Exercise brief ->
Working from the records below, repeat exactly the lines starting at the line that contains "into host documents." and ending at the line that contains "names its role", inclusive.

Information given ->
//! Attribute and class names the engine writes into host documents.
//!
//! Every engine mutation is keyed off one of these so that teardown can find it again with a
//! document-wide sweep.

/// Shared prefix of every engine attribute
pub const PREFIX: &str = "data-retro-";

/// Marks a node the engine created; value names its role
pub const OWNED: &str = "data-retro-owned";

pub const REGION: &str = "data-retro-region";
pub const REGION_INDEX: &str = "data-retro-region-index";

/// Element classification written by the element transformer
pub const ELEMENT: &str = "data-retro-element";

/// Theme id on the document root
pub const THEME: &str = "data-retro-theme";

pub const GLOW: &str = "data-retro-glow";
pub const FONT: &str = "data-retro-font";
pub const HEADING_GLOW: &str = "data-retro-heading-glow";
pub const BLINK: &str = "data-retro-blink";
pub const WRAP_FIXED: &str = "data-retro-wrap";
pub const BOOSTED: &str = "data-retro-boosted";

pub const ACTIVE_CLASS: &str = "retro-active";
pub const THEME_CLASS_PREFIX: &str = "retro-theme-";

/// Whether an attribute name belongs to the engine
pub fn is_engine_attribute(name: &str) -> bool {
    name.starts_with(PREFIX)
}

* * *

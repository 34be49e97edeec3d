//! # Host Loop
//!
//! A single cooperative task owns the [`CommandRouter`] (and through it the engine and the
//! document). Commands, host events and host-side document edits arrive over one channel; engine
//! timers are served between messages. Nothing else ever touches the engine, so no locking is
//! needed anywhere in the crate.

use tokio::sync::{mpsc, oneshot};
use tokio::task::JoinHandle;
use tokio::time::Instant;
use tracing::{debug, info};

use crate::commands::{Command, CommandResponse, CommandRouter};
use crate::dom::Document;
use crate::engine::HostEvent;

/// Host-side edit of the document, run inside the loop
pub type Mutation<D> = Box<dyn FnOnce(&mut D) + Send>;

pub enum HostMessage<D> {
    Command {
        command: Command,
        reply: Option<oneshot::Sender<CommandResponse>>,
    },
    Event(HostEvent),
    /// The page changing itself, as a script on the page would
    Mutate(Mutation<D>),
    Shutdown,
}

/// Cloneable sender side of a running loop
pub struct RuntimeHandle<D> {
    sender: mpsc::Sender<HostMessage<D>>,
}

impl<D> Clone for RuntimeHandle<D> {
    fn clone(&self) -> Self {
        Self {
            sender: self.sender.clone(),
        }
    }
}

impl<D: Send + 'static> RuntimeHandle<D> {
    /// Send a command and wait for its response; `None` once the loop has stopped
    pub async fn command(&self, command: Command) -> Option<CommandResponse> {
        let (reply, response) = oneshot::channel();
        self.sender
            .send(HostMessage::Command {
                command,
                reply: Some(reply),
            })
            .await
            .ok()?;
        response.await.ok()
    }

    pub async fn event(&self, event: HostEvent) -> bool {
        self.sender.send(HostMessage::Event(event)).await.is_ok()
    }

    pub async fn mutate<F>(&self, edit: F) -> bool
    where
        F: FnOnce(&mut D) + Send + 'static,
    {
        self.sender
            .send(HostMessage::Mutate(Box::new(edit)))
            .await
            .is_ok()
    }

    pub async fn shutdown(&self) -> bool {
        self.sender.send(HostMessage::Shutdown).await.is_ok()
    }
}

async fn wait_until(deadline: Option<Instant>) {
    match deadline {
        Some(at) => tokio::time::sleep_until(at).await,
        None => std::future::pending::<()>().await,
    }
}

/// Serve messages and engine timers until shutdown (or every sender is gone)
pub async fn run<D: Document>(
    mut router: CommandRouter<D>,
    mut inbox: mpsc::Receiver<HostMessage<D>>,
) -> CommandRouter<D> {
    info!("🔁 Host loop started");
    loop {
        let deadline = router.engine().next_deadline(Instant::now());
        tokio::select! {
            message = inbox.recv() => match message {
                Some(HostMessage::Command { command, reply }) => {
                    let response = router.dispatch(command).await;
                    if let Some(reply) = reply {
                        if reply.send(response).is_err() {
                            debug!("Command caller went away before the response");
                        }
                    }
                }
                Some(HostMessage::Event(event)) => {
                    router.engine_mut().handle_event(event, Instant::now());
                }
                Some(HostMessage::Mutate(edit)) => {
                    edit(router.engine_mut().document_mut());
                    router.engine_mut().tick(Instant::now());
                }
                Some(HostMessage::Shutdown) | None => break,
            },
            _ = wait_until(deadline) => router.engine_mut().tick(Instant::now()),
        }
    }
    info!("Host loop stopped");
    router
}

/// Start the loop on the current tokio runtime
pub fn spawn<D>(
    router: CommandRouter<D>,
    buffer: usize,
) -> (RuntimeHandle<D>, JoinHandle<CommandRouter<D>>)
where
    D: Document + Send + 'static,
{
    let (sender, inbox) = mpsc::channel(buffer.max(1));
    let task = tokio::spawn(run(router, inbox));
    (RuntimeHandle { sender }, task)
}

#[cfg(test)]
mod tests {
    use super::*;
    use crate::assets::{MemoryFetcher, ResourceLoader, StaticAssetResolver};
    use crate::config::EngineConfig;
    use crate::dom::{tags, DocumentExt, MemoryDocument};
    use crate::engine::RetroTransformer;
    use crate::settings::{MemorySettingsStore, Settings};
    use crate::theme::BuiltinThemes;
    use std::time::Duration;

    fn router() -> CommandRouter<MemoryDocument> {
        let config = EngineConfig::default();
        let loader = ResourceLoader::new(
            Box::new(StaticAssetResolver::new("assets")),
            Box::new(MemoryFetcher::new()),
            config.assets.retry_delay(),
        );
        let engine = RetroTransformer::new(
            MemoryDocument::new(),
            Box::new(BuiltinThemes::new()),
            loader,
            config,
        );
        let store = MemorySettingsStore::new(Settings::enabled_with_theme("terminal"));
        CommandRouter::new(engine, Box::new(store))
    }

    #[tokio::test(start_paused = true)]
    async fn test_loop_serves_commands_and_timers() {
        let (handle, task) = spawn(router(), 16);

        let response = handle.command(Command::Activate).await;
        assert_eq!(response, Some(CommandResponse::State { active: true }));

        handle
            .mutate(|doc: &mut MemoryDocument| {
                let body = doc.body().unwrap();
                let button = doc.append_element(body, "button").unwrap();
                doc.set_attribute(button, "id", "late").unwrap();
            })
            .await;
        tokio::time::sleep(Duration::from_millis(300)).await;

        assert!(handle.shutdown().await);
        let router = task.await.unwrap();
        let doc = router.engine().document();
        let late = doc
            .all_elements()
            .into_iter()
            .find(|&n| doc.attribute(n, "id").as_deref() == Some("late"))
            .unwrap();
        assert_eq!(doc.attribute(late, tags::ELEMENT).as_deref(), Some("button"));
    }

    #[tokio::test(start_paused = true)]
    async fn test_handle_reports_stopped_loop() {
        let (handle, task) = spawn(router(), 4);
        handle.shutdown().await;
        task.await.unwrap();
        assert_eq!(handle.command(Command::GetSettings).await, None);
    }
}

--

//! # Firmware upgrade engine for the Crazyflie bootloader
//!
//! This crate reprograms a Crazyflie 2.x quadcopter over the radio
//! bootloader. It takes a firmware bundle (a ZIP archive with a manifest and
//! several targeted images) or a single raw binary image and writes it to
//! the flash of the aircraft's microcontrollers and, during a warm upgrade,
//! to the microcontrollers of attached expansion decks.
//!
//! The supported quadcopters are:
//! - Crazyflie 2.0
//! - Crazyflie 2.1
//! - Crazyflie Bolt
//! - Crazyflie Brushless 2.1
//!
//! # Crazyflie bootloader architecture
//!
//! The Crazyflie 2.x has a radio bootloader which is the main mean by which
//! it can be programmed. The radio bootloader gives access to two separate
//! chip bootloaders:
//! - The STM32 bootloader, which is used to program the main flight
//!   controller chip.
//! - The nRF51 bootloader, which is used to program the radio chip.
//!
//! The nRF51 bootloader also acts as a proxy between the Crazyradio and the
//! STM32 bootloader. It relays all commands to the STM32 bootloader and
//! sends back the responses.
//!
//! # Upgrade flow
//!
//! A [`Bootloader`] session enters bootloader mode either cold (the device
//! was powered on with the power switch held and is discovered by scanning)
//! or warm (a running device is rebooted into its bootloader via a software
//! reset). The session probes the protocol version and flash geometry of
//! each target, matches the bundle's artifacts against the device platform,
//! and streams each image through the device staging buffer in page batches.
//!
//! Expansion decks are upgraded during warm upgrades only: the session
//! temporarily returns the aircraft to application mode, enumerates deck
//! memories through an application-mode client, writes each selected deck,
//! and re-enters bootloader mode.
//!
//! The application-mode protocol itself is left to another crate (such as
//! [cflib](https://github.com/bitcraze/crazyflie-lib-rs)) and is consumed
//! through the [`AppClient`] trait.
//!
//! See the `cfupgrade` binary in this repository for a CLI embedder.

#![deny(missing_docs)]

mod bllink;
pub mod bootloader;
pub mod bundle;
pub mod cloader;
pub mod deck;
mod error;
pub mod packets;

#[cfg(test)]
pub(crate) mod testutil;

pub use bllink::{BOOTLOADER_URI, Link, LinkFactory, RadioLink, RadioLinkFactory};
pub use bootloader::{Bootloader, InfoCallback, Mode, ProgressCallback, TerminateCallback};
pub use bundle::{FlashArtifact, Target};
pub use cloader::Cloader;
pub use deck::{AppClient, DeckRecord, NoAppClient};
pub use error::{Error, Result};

Task output ->
//! Attribute and class names the engine writes into host documents.
//!
//! Every engine mutation is keyed off one of these so that teardown can find it again with a
//! document-wide sweep.

/// Shared prefix of every engine attribute
pub const PREFIX: &str = "data-retro-";

/// Marks a node the engine created; value names its role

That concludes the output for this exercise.